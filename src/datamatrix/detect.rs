use tracing::trace;

use super::version::SymbolSize;
use crate::common::{BarcodeError, BarcodeResult, BitMatrix};

// Edge classification
//------------------------------------------------------------------------------

#[derive(Debug, Clone, Copy, PartialEq, Eq)]
enum Edge {
    Solid,
    Clock,
    Other,
}

fn classify(cells: impl Iterator<Item = bool>) -> (Edge, usize) {
    let (mut dark, mut total, mut runs, mut prev) = (0usize, 0usize, 0usize, false);
    for c in cells {
        total += 1;
        if c {
            dark += 1;
            if !prev {
                runs += 1;
            }
        }
        prev = c;
    }
    if total == 0 {
        return (Edge::Other, 0);
    }
    let edge = if dark * 20 >= total * 19 {
        Edge::Solid
    } else if dark * 10 >= total * 3 && dark * 10 <= total * 7 && runs >= 5 {
        Edge::Clock
    } else {
        Edge::Other
    };
    (edge, runs)
}

fn crop(img: &BitMatrix, l: usize, t: usize, r: usize, b: usize) -> BitMatrix {
    let mut res = BitMatrix::new(r - l + 1, b - t + 1);
    for y in t..=b {
        for x in l..=r {
            if img.get(x, y) {
                res.set(x - l, y - t, true);
            }
        }
    }
    res
}

// Detector
//------------------------------------------------------------------------------

/// Finds the symbol by its bounding box, turns it so the solid L sits on the left and
/// bottom, reads the dimension off the top clock track and samples module centres.
pub fn detect(img: &BitMatrix) -> BarcodeResult<BitMatrix> {
    let (l, t, r, b) = img.bounding_box().ok_or(BarcodeError::SymbolNotFound)?;
    if r - l < 9 || b - t < 9 {
        return Err(BarcodeError::SymbolNotFound);
    }

    let mut sym = crop(img, l, t, r, b);
    for turn in 0..4 {
        let (w, h) = (sym.width(), sym.height());
        let (left, _) = classify((0..h).map(|y| sym.get(0, y)));
        let (bottom, _) = classify((0..w).map(|x| sym.get(x, h - 1)));
        let (top, top_runs) = classify((0..w).map(|x| sym.get(x, 0)));
        let (right, right_runs) = classify((0..h).map(|y| sym.get(w - 1, y)));

        if left == Edge::Solid && bottom == Edge::Solid && top == Edge::Clock && right == Edge::Clock {
            // Every other module of a clock track is dark
            let dim = 2 * top_runs;
            if top_runs != right_runs {
                trace!(top_runs, right_runs, "Clock tracks disagree");
                return Err(BarcodeError::SymbolNotFound);
            }
            trace!(dim, turn, "Found DataMatrix finder");
            let size = SymbolSize::for_size(dim).map_err(|_| BarcodeError::SymbolNotFound)?;
            return sample(&sym, &size);
        }
        sym = sym.rotate90();
    }
    Err(BarcodeError::SymbolNotFound)
}

fn sample(sym: &BitMatrix, size: &SymbolSize) -> BarcodeResult<BitMatrix> {
    let dim = size.size;
    let (mw, mh) = (sym.width() as f64 / dim as f64, sym.height() as f64 / dim as f64);
    if mw < 1.0 || mh < 1.0 {
        return Err(BarcodeError::SymbolNotFound);
    }
    let mut grid = BitMatrix::square(dim);
    for y in 0..dim {
        let py = ((y as f64 + 0.5) * mh) as usize;
        for x in 0..dim {
            let px = ((x as f64 + 0.5) * mw) as usize;
            grid.set(x, y, sym.get(px.min(sym.width() - 1), py.min(sym.height() - 1)));
        }
    }
    Ok(grid)
}

#[cfg(test)]
mod detect_tests {
    use super::*;

    #[test]
    fn test_classify() {
        assert_eq!(classify([true; 12].into_iter()).0, Edge::Solid);
        let clock: Vec<bool> = (0..12).map(|i| i % 2 == 0).collect();
        assert_eq!(classify(clock.into_iter()), (Edge::Clock, 6));
        assert_eq!(classify([false; 12].into_iter()).0, Edge::Other);
    }

    #[test]
    fn test_blank() {
        assert_eq!(detect(&BitMatrix::square(50)), Err(BarcodeError::SymbolNotFound));
    }
}
//! JSON error responses for service failures.

use axum::{
    http::StatusCode,
    response::{IntoResponse, Response},
    Json,
};
use chrono::{DateTime, Utc};
use serde::Serialize;

use crate::service::ServiceError;

#[derive(Debug, Serialize)]
#[serde(rename_all = "camelCase")]
pub struct ErrorResponse {
    pub timestamp: DateTime<Utc>,
    pub status: u16,
    /// Reason phrase of the status
    pub error: String,
    pub message: String,
    /// Machine-readable error code for programmatic handling
    pub error_code: &'static str,
}

/// Wrapper so handlers can return `ServiceError` with `?`.
#[derive(Debug)]
pub struct ApiError(pub ServiceError);

impl From<ServiceError> for ApiError {
    fn from(err: ServiceError) -> Self {
        ApiError(err)
    }
}

impl ApiError {
    pub fn validation(message: impl Into<String>) -> Self {
        ApiError(ServiceError::Validation(message.into()))
    }

    pub fn status(&self) -> StatusCode {
        match self.0 {
            ServiceError::Validation(_) | ServiceError::UnknownSymbology(_) | ServiceError::InvalidImage(_) => {
                StatusCode::BAD_REQUEST
            }
            ServiceError::Encoding(_) => StatusCode::UNPROCESSABLE_ENTITY,
            ServiceError::NotFound(_) => StatusCode::NOT_FOUND,
            ServiceError::Storage(_) | ServiceError::Unexpected(_) => StatusCode::INTERNAL_SERVER_ERROR,
        }
    }

    pub fn error_code(&self) -> &'static str {
        match self.0 {
            ServiceError::Validation(_) => "INVALID_ARGUMENT",
            ServiceError::UnknownSymbology(_) => "UNKNOWN_BARCODE_TYPE",
            ServiceError::Encoding(_) => "BARCODE_ENCODING_ERROR",
            ServiceError::InvalidImage(_) => "INVALID_IMAGE",
            ServiceError::NotFound(_) => "BARCODE_NOT_FOUND",
            ServiceError::Storage(_) => "STORAGE_ERROR",
            ServiceError::Unexpected(_) => "UNEXPECTED_ERROR",
        }
    }

    // Server side failures keep their detail in the logs
    fn client_message(&self) -> String {
        match self.0 {
            ServiceError::Storage(_) => "Failed to access barcode storage".to_string(),
            ServiceError::Unexpected(_) => "An unexpected error occurred".to_string(),
            ref e => e.to_string(),
        }
    }
}

impl IntoResponse for ApiError {
    fn into_response(self) -> Response {
        let status = self.status();
        let code = self.error_code();
        if status.is_server_error() {
            tracing::error!(error = %self.0, error_code = code, "Request failed");
        } else {
            tracing::debug!(error = %self.0, error_code = code, "Request rejected");
        }

        let body = ErrorResponse {
            timestamp: Utc::now(),
            status: status.as_u16(),
            error: status.canonical_reason().unwrap_or("Unknown").to_string(),
            message: self.client_message(),
            error_code: code,
        };
        (status, Json(body)).into_response()
    }
}

#[cfg(test)]
mod error_tests {
    use super::*;
    use crate::common::BarcodeError;
    use crate::service::store::StoreError;
    use crate::symbology::UnknownSymbology;
    use test_case::test_case;

    #[test_case(ServiceError::Validation("bad".into()), 400, "INVALID_ARGUMENT")]
    #[test_case(ServiceError::UnknownSymbology(UnknownSymbology("x".into())), 400, "UNKNOWN_BARCODE_TYPE")]
    #[test_case(ServiceError::Encoding(BarcodeError::InvalidChar), 422, "BARCODE_ENCODING_ERROR")]
    #[test_case(ServiceError::InvalidImage("eof".into()), 400, "INVALID_IMAGE")]
    #[test_case(ServiceError::NotFound("none".into()), 404, "BARCODE_NOT_FOUND")]
    #[test_case(ServiceError::Storage(StoreError::Disabled), 500, "STORAGE_ERROR")]
    #[test_case(ServiceError::Unexpected("boom".into()), 500, "UNEXPECTED_ERROR")]
    fn test_status_and_code(err: ServiceError, status: u16, code: &str) {
        let err = ApiError(err);
        assert_eq!((err.status().as_u16(), err.error_code()), (status, code));
        assert_eq!(err.into_response().status().as_u16(), status);
    }

    #[test]
    fn test_hides_server_detail() {
        let err = ApiError(ServiceError::Unexpected("/secret/path".into()));
        assert!(!err.client_message().contains("secret"));
        let err = ApiError(ServiceError::Validation("width must be positive".into()));
        assert_eq!(err.client_message(), "width must be positive");
    }
}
-----
Pick every line of the data that includes the string "width".

        let (w, h) = (sym.width(), sym.height());
    let (mw, mh) = (sym.width() as f64 / dim as f64, sym.height() as f64 / dim as f64);
            grid.set(x, y, sym.get(px.min(sym.width() - 1), py.min(sym.height() - 1)));
        let err = ApiError(ServiceError::Validation("width must be positive".into()));
        assert_eq!(err.client_message(), "width must be positive");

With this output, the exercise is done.